Count the lines in the listing below that hold the string "directory". Reply with the number alone.
-- Opening Marker --
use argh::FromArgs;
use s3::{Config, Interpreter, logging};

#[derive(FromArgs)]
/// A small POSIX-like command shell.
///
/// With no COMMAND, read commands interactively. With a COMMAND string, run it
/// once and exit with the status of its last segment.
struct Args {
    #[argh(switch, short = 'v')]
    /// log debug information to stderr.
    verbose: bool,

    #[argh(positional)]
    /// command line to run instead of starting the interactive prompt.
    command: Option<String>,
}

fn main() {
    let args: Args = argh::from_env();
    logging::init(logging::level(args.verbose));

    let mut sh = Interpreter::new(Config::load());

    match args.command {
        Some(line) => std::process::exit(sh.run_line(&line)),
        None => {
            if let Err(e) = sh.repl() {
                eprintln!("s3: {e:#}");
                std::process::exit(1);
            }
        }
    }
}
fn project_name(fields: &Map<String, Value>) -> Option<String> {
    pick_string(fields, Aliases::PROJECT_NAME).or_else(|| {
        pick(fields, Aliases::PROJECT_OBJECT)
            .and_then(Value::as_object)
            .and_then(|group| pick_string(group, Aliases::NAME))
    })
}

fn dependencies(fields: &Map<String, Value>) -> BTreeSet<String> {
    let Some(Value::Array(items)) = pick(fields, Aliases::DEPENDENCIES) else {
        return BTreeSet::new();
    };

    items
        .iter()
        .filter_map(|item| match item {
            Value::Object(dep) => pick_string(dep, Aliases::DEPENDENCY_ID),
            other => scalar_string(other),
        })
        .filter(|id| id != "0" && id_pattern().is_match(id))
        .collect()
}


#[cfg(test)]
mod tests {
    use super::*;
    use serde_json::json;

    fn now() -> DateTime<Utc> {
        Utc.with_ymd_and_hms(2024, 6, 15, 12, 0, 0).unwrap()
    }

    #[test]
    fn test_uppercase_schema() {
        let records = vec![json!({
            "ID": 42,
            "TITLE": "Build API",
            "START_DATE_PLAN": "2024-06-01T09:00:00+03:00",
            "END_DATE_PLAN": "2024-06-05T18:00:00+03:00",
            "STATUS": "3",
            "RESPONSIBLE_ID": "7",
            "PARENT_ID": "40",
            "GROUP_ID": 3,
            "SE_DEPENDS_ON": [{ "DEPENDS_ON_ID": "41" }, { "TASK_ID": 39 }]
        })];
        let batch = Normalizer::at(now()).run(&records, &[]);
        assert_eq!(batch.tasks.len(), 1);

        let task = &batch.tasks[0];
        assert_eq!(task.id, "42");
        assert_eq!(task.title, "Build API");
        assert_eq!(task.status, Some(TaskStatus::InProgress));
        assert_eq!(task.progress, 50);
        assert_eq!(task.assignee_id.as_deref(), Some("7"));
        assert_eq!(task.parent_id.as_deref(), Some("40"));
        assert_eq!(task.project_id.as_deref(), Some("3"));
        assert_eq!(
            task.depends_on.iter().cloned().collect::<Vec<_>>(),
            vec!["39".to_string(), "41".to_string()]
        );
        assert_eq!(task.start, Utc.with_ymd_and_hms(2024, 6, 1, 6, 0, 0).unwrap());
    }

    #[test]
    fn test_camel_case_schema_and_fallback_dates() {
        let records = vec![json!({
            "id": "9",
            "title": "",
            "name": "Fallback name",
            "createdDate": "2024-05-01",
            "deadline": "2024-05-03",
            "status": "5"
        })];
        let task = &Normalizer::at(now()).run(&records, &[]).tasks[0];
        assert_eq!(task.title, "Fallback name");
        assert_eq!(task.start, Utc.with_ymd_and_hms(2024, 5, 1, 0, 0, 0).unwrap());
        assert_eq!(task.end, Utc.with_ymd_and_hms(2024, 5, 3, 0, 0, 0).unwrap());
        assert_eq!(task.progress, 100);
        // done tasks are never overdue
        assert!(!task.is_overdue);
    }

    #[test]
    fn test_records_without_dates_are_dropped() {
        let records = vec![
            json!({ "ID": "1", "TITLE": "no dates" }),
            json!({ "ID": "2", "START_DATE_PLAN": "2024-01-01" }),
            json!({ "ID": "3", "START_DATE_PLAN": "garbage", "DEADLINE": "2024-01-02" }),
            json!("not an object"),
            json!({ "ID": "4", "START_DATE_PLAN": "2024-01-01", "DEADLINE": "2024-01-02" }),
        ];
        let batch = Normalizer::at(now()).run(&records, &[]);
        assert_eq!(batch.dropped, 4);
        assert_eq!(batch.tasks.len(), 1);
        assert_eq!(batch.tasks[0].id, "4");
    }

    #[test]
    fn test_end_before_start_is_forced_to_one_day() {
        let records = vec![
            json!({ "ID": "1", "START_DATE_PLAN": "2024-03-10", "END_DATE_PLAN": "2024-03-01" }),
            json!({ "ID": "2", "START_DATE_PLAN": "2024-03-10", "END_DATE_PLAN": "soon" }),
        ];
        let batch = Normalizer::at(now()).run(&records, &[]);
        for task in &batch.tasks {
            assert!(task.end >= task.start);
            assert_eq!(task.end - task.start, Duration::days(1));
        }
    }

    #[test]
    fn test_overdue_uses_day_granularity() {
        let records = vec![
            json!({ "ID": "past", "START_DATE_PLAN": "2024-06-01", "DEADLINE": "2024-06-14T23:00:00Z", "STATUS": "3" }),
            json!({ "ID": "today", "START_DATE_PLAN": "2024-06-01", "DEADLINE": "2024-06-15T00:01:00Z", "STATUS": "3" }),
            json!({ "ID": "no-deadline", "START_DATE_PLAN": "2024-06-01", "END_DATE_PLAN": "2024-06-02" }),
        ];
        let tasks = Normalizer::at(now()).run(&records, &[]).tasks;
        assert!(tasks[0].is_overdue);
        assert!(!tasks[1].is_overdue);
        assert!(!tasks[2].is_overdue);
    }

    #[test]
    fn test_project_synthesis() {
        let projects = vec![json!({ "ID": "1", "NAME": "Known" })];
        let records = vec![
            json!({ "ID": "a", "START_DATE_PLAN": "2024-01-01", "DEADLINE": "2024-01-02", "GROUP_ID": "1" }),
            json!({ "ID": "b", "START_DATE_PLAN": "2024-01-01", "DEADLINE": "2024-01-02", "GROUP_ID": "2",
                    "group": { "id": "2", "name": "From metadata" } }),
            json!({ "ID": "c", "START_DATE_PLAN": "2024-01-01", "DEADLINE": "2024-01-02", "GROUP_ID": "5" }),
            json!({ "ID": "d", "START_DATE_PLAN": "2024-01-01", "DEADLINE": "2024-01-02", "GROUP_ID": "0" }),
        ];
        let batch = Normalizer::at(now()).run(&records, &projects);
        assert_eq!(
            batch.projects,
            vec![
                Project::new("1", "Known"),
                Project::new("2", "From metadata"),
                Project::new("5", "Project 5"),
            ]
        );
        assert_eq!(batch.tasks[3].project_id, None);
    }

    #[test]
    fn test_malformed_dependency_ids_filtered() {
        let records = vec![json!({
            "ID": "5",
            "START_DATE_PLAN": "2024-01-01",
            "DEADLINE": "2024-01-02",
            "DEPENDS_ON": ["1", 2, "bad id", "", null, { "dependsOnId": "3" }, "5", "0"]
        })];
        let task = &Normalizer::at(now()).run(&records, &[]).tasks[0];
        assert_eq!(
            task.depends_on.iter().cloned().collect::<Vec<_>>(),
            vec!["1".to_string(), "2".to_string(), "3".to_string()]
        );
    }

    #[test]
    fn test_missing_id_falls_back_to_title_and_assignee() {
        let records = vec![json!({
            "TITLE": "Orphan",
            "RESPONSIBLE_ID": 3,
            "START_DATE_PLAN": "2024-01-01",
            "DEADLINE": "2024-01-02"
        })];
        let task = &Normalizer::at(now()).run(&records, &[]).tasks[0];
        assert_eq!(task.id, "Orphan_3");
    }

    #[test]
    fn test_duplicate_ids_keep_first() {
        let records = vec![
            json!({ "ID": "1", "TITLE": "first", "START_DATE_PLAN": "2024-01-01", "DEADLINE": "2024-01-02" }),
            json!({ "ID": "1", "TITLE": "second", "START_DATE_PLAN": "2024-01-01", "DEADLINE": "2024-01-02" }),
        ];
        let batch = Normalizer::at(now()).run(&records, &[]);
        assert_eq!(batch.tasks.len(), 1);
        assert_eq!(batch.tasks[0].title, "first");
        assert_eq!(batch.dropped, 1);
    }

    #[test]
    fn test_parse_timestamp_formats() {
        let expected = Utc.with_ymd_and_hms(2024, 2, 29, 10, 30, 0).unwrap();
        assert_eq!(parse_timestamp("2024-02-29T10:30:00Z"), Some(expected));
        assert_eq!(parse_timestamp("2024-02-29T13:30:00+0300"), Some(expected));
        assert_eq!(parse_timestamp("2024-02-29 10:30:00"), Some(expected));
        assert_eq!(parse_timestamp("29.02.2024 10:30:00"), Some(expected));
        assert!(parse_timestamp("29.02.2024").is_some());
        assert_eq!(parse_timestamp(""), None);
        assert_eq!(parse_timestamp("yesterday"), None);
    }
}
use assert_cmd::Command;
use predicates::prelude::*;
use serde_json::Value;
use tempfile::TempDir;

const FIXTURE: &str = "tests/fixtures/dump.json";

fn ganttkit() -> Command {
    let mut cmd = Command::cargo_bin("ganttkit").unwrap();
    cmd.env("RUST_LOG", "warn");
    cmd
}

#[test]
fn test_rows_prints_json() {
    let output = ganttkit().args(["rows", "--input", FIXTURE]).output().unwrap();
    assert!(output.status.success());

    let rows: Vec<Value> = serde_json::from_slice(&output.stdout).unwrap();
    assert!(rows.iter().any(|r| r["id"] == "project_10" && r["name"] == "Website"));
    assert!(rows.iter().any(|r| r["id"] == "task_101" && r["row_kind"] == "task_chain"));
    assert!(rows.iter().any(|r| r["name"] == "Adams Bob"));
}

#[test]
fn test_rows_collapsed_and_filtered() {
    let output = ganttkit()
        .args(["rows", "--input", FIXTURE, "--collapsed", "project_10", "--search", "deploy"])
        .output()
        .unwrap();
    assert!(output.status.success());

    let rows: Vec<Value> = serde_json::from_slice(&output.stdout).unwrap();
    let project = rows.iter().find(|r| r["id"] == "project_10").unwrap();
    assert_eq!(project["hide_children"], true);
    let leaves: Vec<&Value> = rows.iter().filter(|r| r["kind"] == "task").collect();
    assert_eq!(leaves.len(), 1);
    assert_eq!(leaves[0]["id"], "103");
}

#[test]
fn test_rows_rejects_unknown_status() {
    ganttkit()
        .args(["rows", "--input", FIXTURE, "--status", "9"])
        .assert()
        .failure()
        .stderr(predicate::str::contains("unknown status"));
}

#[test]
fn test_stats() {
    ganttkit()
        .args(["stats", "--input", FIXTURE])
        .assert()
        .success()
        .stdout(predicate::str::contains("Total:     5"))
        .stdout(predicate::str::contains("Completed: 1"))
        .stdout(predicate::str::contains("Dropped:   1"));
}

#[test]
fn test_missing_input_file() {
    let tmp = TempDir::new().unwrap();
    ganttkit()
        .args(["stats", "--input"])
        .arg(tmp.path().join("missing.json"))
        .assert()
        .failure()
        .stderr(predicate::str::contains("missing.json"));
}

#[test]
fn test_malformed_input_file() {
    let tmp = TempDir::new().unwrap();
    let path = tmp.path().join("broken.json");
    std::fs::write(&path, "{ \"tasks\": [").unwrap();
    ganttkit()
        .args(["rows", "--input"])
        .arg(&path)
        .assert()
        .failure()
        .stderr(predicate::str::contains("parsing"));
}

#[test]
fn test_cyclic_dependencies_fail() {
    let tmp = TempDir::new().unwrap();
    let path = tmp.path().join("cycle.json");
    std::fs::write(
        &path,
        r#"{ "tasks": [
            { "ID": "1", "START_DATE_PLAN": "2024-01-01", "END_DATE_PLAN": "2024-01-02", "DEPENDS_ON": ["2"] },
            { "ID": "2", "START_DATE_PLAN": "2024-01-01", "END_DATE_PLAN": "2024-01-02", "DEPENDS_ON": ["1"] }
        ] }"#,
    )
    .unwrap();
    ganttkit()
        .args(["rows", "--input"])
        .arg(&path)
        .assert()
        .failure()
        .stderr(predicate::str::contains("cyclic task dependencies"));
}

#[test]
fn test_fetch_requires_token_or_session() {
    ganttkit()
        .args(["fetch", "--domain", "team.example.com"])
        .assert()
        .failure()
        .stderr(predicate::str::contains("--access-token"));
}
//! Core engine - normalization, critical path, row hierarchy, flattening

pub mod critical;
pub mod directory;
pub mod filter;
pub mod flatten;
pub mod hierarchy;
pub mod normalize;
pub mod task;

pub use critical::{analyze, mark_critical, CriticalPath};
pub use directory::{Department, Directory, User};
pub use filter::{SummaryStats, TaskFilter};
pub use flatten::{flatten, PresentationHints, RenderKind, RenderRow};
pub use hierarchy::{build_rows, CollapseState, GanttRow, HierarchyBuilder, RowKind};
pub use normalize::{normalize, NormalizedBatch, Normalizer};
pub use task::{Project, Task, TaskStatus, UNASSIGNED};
-- Closing Marker --
FINISHED EXERCISE: 2